Twitter Acquires Posterous

Saw the announcement that Posterous has been acquired by Twitter (↬ h/t infoneert)— which doesn’t have very much other information, aside from the ominous statement that directions for moving to other services will be posted soon — and I immediately thought Twitter’s weakest link: direct messaging. DMing in Twitter is pathological, it’s so bad. And especially the lack of group private messaging.

So, imagine Twitter using Posterous as a way to support group private messaging, since Posterous does that today.

Several questions if they go that way:

  1. Will this new sort of private messaging be limited to 140 characters? (I bet they will be, at least the day that Twitter decides to relax that limitation everywhere.)
  2. Will group private messaging require defining a group, or will they be ad hoc? Will it be possible to invite users to a group after the fact, and catch up on historical updates there? (That’s how Posterous works now, more or less like a private blog.)

It’s easy to see how Twitter could use a solution like Posterous as a way to move into the business market, allowing businesses to coordinate work internally on Twitter. This could make Twitter the most fundamental of work media tools. About time, guys.

Posterous Swaps Blog Platform for Social Network

Jennifer Van Grove via Mashable

Simple sharing service Posterous is shedding its blog origins in favor of becoming a full-featured social network.

The startup has dramatically redesigned its website, overhauled its user dashboard and vamped up its iPhone app with a retooled focus on private sharing. The new Posterous even has a new name: Posterous Spaces.

Posterous Spaces merges the startup’s two products — sites and groups — into one unified experience with a glossy new look and a stronger emphasis on sharing, social networking and content discovery.

Posterous might be headed in a dangerous direction, or perhaps might be too late for the party in open social streaming.

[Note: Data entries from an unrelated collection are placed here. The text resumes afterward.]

pub mod app;
pub mod config;
pub mod dedup;
use crate::config::Config;
use crate::dedup::{
    self, DedupError, DedupServiceConfig, Decision, DownloadEvent, DownloadId, JsonFileStore,
    LogOnlyGateway, LogOnlyTransfer, SyncStore,
};
use serde::Deserialize;
use std::sync::Arc;
use tokio::io::{AsyncBufReadExt, BufReader};
use tokio::signal;

/// One line of host input: either a lifecycle event from the download
/// subsystem or an operator decision relayed back for a flagged download.
/// The host integration stays this thin on purpose; everything interesting
/// happens in the reconciler.
#[derive(Debug, Deserialize)]
#[serde(untagged)]
enum HostMessage {
    Event(DownloadEvent),
    Decision { id: DownloadId, action: Decision },
}

pub async fn run(config: Config) -> anyhow::Result<()> {
    tracing::info!(
        log = %config.general.log_level,
        data_dir = %config.general.data_dir,
        "starting app"
    );

    let store: Arc<dyn SyncStore> = Arc::new(JsonFileStore::new(&config.general.data_dir));
    let (handle, _status_rx, join) = dedup::start_service(
        DedupServiceConfig {
            event_buffer: config.dedup.event_buffer,
        },
        store,
        Arc::new(LogOnlyTransfer),
        Arc::new(LogOnlyGateway),
    );

    tracing::info!("reading host messages from stdin; press Ctrl+C to stop");

    let mut lines = BufReader::new(tokio::io::stdin()).lines();
    loop {
        tokio::select! {
            line = lines.next_line() => match line {
                Ok(Some(line)) => {
                    let line = line.trim();
                    if line.is_empty() {
                        continue;
                    }
                    match serde_json::from_str::<HostMessage>(line) {
                        Ok(HostMessage::Event(event)) => handle.submit_event(event).await?,
                        Ok(HostMessage::Decision { id, action }) => {
                            handle.apply_decision(action, id).await?
                        }
                        Err(err) => {
                            // A bad line never stops the stream.
                            tracing::warn!(error = %err, line, "ignoring unparseable host message");
                        }
                    }
                }
                Ok(None) => {
                    tracing::info!("host input closed");
                    break;
                }
                Err(err) => {
                    tracing::warn!(error = %err, "failed reading host input");
                    break;
                }
            },
            _ = signal::ctrl_c() => {
                tracing::warn!("received Ctrl+C");
                break;
            }
        }
    }

    // Let submitted events finish reconciling before tearing down.
    handle.wait_idle().await?;
    handle.shutdown().await?;
    join.await.map_err(DedupError::from)??;

    tracing::info!("shutting down gracefully");
    Ok(())
}
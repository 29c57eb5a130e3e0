use crate::dedup::errors::DedupError;
use crate::dedup::fingerprint::fingerprint;
use crate::dedup::gateway::{DecisionGateway, TransferControl};
use crate::dedup::store::{DOWNLOAD_LINKS_TABLE, MappingTable, PENDING_DOWNLOADS, SyncStore};
use crate::dedup::types::{Decision, DownloadEvent, DownloadId, DownloadRecord, TransferState};
use std::collections::{HashMap, VecDeque};
use std::sync::Arc;
use tokio::sync::{mpsc, oneshot, watch};
use tokio::task::JoinSet;

pub type Result<T> = std::result::Result<T, DedupError>;

#[derive(Debug, Clone)]
pub struct DedupServiceConfig {
    pub event_buffer: usize,
}

impl Default for DedupServiceConfig {
    fn default() -> Self {
        Self { event_buffer: 128 }
    }
}

#[derive(Debug, Clone, PartialEq, Eq, Default)]
pub struct DedupServiceStatus {
    pub running: bool,
    /// Ids with a reconciliation executing or queued right now.
    pub reconciling: usize,
    pub flagged: u64,
    pub completed_recorded: u64,
    pub discarded: u64,
}

#[derive(Debug)]
pub enum DedupCommand {
    Event {
        event: DownloadEvent,
    },
    Decision {
        decision: Decision,
        id: DownloadId,
        reply: oneshot::Sender<()>,
    },
    WaitIdle {
        reply: oneshot::Sender<()>,
    },
    Shutdown {
        reply: oneshot::Sender<()>,
    },
}

#[derive(Clone)]
pub struct DedupServiceHandle {
    tx: mpsc::Sender<DedupCommand>,
}
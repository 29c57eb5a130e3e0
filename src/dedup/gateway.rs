use crate::dedup::types::DownloadId;
use async_trait::async_trait;

/// A transfer-mechanism command that did not take effect, e.g. because the
/// identifier no longer exists. Non-fatal by contract: the caller logs it
/// and the reconciliation transition proceeds as if the command succeeded.
#[derive(Debug)]
pub struct TransferCommandError {
    pub id: DownloadId,
    pub reason: String,
}

impl std::fmt::Display for TransferCommandError {
    fn fmt(&self, f: &mut std::fmt::Formatter<'_>) -> std::fmt::Result {
        write!(f, "transfer command for download {} failed: {}", self.id, self.reason)
    }
}

impl std::error::Error for TransferCommandError {}

/// Commands the core issues against the external transfer mechanism. The
/// mechanics of pausing, resuming and cancelling are entirely outside this
/// crate.
#[async_trait]
pub trait TransferControl: Send + Sync {
    async fn pause(&self, id: DownloadId) -> Result<(), TransferCommandError>;
    async fn resume(&self, id: DownloadId) -> Result<(), TransferCommandError>;
    async fn cancel(&self, id: DownloadId) -> Result<(), TransferCommandError>;
}

/// External decision surface for flagged downloads.
///
/// `request_decision` is fire-and-forget: the human-facing prompt and the
/// transport that carries the answer back are not this crate's concern. The
/// answer arrives later through `DedupServiceHandle::apply_decision`, or
/// never. A second request for the same id supersedes the first. No timeout
/// is enforced here; a flagged download stays suspended until a decision
/// arrives or the mechanism reports it interrupted.
#[async_trait]
pub trait DecisionGateway: Send + Sync {
    async fn request_decision(&self, id: DownloadId, locator: &str);
}

/// Transfer control that only logs the commands it is asked to issue. Used
/// when no real download subsystem is attached.
#[derive(Debug, Clone, Copy, Default)]
pub struct LogOnlyTransfer;

#[async_trait]
impl TransferControl for LogOnlyTransfer {
    async fn pause(&self, id: DownloadId) -> Result<(), TransferCommandError> {
        tracing::info!(id = %id, "pause transfer");
        Ok(())
    }

    async fn resume(&self, id: DownloadId) -> Result<(), TransferCommandError> {
        tracing::info!(id = %id, "resume transfer");
        Ok(())
    }

    async fn cancel(&self, id: DownloadId) -> Result<(), TransferCommandError> {
        tracing::info!(id = %id, "cancel transfer");
        Ok(())
    }
}

/// Decision gateway that only logs the request. Stands in for the prompt
/// surface when none is wired up.
#[derive(Debug, Clone, Copy, Default)]
pub struct LogOnlyGateway;

#[async_trait]
impl DecisionGateway for LogOnlyGateway {
    async fn request_decision(&self, id: DownloadId, locator: &str) {
        tracing::info!(id = %id, locator, "duplicate download needs a decision");
    }
}
use serde::{Deserialize, Serialize};
use std::path::Path;
use tracing_subscriber::EnvFilter;

fn default_log_level() -> String {
    "info".to_string()
}
fn default_data_dir() -> String {
    "data".to_string()
}
fn default_event_buffer() -> usize {
    128
}

#[derive(Debug, Clone, Default, Serialize, Deserialize)]
#[serde(default)]
pub struct Config {
    pub general: GeneralConfig,
    pub dedup: DedupConfig,
}

#[derive(Debug, Clone, Serialize, Deserialize)]
#[serde(default)]
pub struct GeneralConfig {
    pub log_level: String,
    pub data_dir: String,
}

impl Default for GeneralConfig {
    fn default() -> Self {
        Self {
            log_level: default_log_level(),
            data_dir: default_data_dir(),
        }
    }
}

#[derive(Debug, Clone, Serialize, Deserialize)]
#[serde(default)]
pub struct DedupConfig {
    /// Capacity of the inbound lifecycle-event channel.
    pub event_buffer: usize,
}

impl Default for DedupConfig {
    fn default() -> Self {
        Self {
            event_buffer: default_event_buffer(),
        }
    }
}

pub type Result<T> = std::result::Result<T, ConfigIoError>;

#[derive(Debug)]
pub enum ConfigIoError {
    CreateDefault {
        path: String,
        source: Box<ConfigIoError>,
    },
    Read {
        path: String,
        source: std::io::Error,
    },
    ParseToml {
        path: String,
        source: toml::de::Error,
    },
    SerializeToml {
        source: toml::ser::Error,
    },
    Write {
        path: String,
        source: std::io::Error,
    },
}

impl std::fmt::Display for ConfigIoError {
    fn fmt(&self, f: &mut std::fmt::Formatter<'_>) -> std::fmt::Result {
        match self {
            Self::CreateDefault { path, .. } => {
                write!(f, "failed to create default config at {path}")
            }
            Self::Read { path, .. } => write!(f, "failed reading config file {path}"),
            Self::ParseToml { path, .. } => write!(f, "invalid TOML in {path}"),
            Self::SerializeToml { .. } => write!(f, "failed serializing config to TOML"),
            Self::Write { path, .. } => write!(f, "failed writing config file {path}"),
        }
    }
}

impl std::error::Error for ConfigIoError {
    fn source(&self) -> Option<&(dyn std::error::Error + 'static)> {
        match self {
            Self::CreateDefault { source, .. } => Some(source.as_ref()),
            Self::Read { source, .. } => Some(source),
            Self::ParseToml { source, .. } => Some(source),
            Self::SerializeToml { source } => Some(source),
            Self::Write { source, .. } => Some(source),
        }
    }
}

pub async fn load_or_create_config(path: impl AsRef<Path>) -> Result<Config> {
    let path = path.as_ref();

    if !path.exists() {
        let default_cfg = Config::default();
        save_config(path, &default_cfg)
            .await
            .map_err(|source| ConfigIoError::CreateDefault {
                path: path.display().to_string(),
                source: Box::new(source),
            })?;
        return Ok(default_cfg);
    }

    let content = tokio::fs::read_to_string(path)
        .await
        .map_err(|source| ConfigIoError::Read {
            path: path.display().to_string(),
            source,
        })?;

    toml::from_str(&content).map_err(|source| ConfigIoError::ParseToml {
        path: path.display().to_string(),
        source,
    })
}

pub async fn save_config(path: impl AsRef<Path>, cfg: &Config) -> Result<()> {
    let path = path.as_ref();
    let toml_string =
        toml::to_string_pretty(cfg).map_err(|source| ConfigIoError::SerializeToml { source })?;

    tokio::fs::write(path, toml_string)
        .await
        .map_err(|source| ConfigIoError::Write {
            path: path.display().to_string(),
            source,
        })
}

pub fn init_tracing(config: &Config) {
    // RUST_LOG wins over the config file's log_level; default is info.
    let env_filter = std::env::var("RUST_LOG")
        .ok()
        .unwrap_or_else(|| config.general.log_level.clone());

    let filter = EnvFilter::try_new(env_filter).unwrap_or_else(|_| EnvFilter::new("info"));

    tracing_subscriber::fmt()
        .with_env_filter(filter)
        .with_target(true)
        .with_thread_ids(false)
        .with_thread_names(false)
        .compact()
        .init();
}
pub mod errors;
pub mod fingerprint;
pub mod gateway;
pub mod service;
pub mod store;
pub mod types;

pub use errors::{DedupError, StoreError};
pub use fingerprint::fingerprint;
pub use gateway::{
    DecisionGateway, LogOnlyGateway, LogOnlyTransfer, TransferCommandError, TransferControl,
};
pub use service::{
    DedupCommand, DedupServiceConfig, DedupServiceHandle, DedupServiceStatus, start_service,
};
pub use store::{
    DOWNLOAD_LINKS_TABLE, JsonFileStore, MappingTable, MemoryStore, PENDING_DOWNLOADS, SyncStore,
    Table,
};
pub use types::{Decision, DownloadEvent, DownloadId, DownloadRecord, Fingerprint, TransferState};
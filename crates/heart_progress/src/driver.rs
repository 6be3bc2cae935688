//! Periodic value driver for a [`HeartProgress`].

use std::{ops::RangeInclusive, time::Duration};

use gpui::{App, Task, WeakEntity};
use rand::{Rng as _, SeedableRng as _, rngs::StdRng};

use crate::{HeartProgress, config::DriverConfig};

/// Produces the next value to show.
pub trait ValueSource {
    fn next_value(&mut self) -> i32;
}

impl<F> ValueSource for F
where
    F: FnMut() -> i32,
{
    fn next_value(&mut self) -> i32 {
        self()
    }
}

/// Uniformly random heart rates.
pub struct RandomHeartRate {
    rng: StdRng,
    range: RangeInclusive<i32>,
}

impl Default for RandomHeartRate {
    fn default() -> Self {
        Self::new(0..=300)
    }
}

impl RandomHeartRate {
    /// Panics if `range` is empty.
    pub fn new(range: RangeInclusive<i32>) -> Self {
        Self::with_rng(StdRng::from_entropy(), range)
    }

    /// A reproducible sequence of values, panics if `range` is empty.
    pub fn seeded(range: RangeInclusive<i32>, seed: u64) -> Self {
        Self::with_rng(StdRng::seed_from_u64(seed), range)
    }

    fn with_rng(rng: StdRng, range: RangeInclusive<i32>) -> Self {
        assert!(
            !range.is_empty(),
            "heart rate range {}..={} is empty",
            range.start(),
            range.end()
        );
        Self { rng, range }
    }

    pub fn from_config(config: &DriverConfig) -> Self {
        Self::new(config.min..=config.max)
    }
}

impl ValueSource for RandomHeartRate {
    fn next_value(&mut self) -> i32 {
        self.rng.gen_range(self.range.clone())
    }
}

/// Pushes a new value into a [`HeartProgress`] on a fixed interval.
///
/// The updates run as a GPUI task owned by the driver: [`Self::stop`] or
/// dropping the driver cancels it. The task also ends by itself once the
/// target view has been released.
pub struct HeartRateDriver {
    interval: Duration,
    task: Option<Task<()>>,
}

impl Default for HeartRateDriver {
    fn default() -> Self {
        Self::new(Duration::from_secs(1))
    }
}

impl HeartRateDriver {
    pub fn new(interval: Duration) -> Self {
        Self {
            interval,
            task: None,
        }
    }

    pub fn interval(&self) -> Duration {
        self.interval
    }

    pub fn is_running(&self) -> bool {
        self.task.is_some()
    }

    /// Start pushing values from `source` into `target`, replacing any
    /// running updates.
    pub fn start(
        &mut self,
        target: WeakEntity<HeartProgress>,
        mut source: impl ValueSource + 'static,
        cx: &mut App,
    ) {
        let interval = self.interval;
        tracing::debug!("heart rate driver started, interval: {:?}", interval);

        self.task = Some(cx.spawn(async move |cx| {
            loop {
                cx.background_executor().timer(interval).await;

                let value = source.next_value();
                let result = target.update(cx, |this, cx| this.set_value(value, cx));
                if result.is_err() {
                    tracing::debug!("heart progress released, heart rate driver finished");
                    break;
                }
            }
        }));
    }

    /// Cancel the updates, the last value stays on the view.
    pub fn stop(&mut self) {
        if self.task.take().is_some() {
            tracing::debug!("heart rate driver stopped");
        }
    }
}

And the capabilities of posterous posting at the present time are too minimal — just posts and comments — to compete against more fully fleshed-out work media offerings like Yammer and Podio for closed, business-oriented groups.

On the other hand, they are at least trying to stay up with social streaming leaders like Twitter and Tumblr, and new entrants, like Google+.

Goodbye /Message, Hello Stowe Boyd

Maybe it’s a midlife crisis, maybe I’m bored with old school blogging, maybe the petty annoyances of Squarespace have gotten to me; but whatever the cause, I am moving my blogging from the old /Message (located at www.stoweboyd.com/message) to Stowe Boyd (which is temporarily located at stoweboyd.tumblr.com).

I guess am dropping the more or less superfluous /Message, and making my blog eponymous since it has long been a solo effort, and the /Message overhead isn’t worth the confusion.

via Paul Robinson

For some period of time I plan to keep the old site up, and to slowly move the most important posts over here, and to leave behind a manual pointer and a javascript redirect at each moved post. After some (brief) period, I will redirect the domain here, and take down the old website altogether.

I am forced to these gyrations since a/ Tumblr has no import support whatsoever, and b/ Squarespace will let me export into  Moveable Type format, but will not let me redirect posts outside the domain name I am using there.

I had considered Posterous, but the themes seem very scanty there, and the only mechanism for importing is reading one of the existing services they know how to spider, which doesn’t include Squarespace. And at any rate, they don’t conserve the old URLs anyway.

In the next few days I will port over the most active and popular posts, and I will hire a teenager to start working on the archives.

I am forced to leave around 5000 comments behind; I will try to figure out some way to do something about that. Even using Disqus wouldn’t have helped, since all the URLs are screwed up.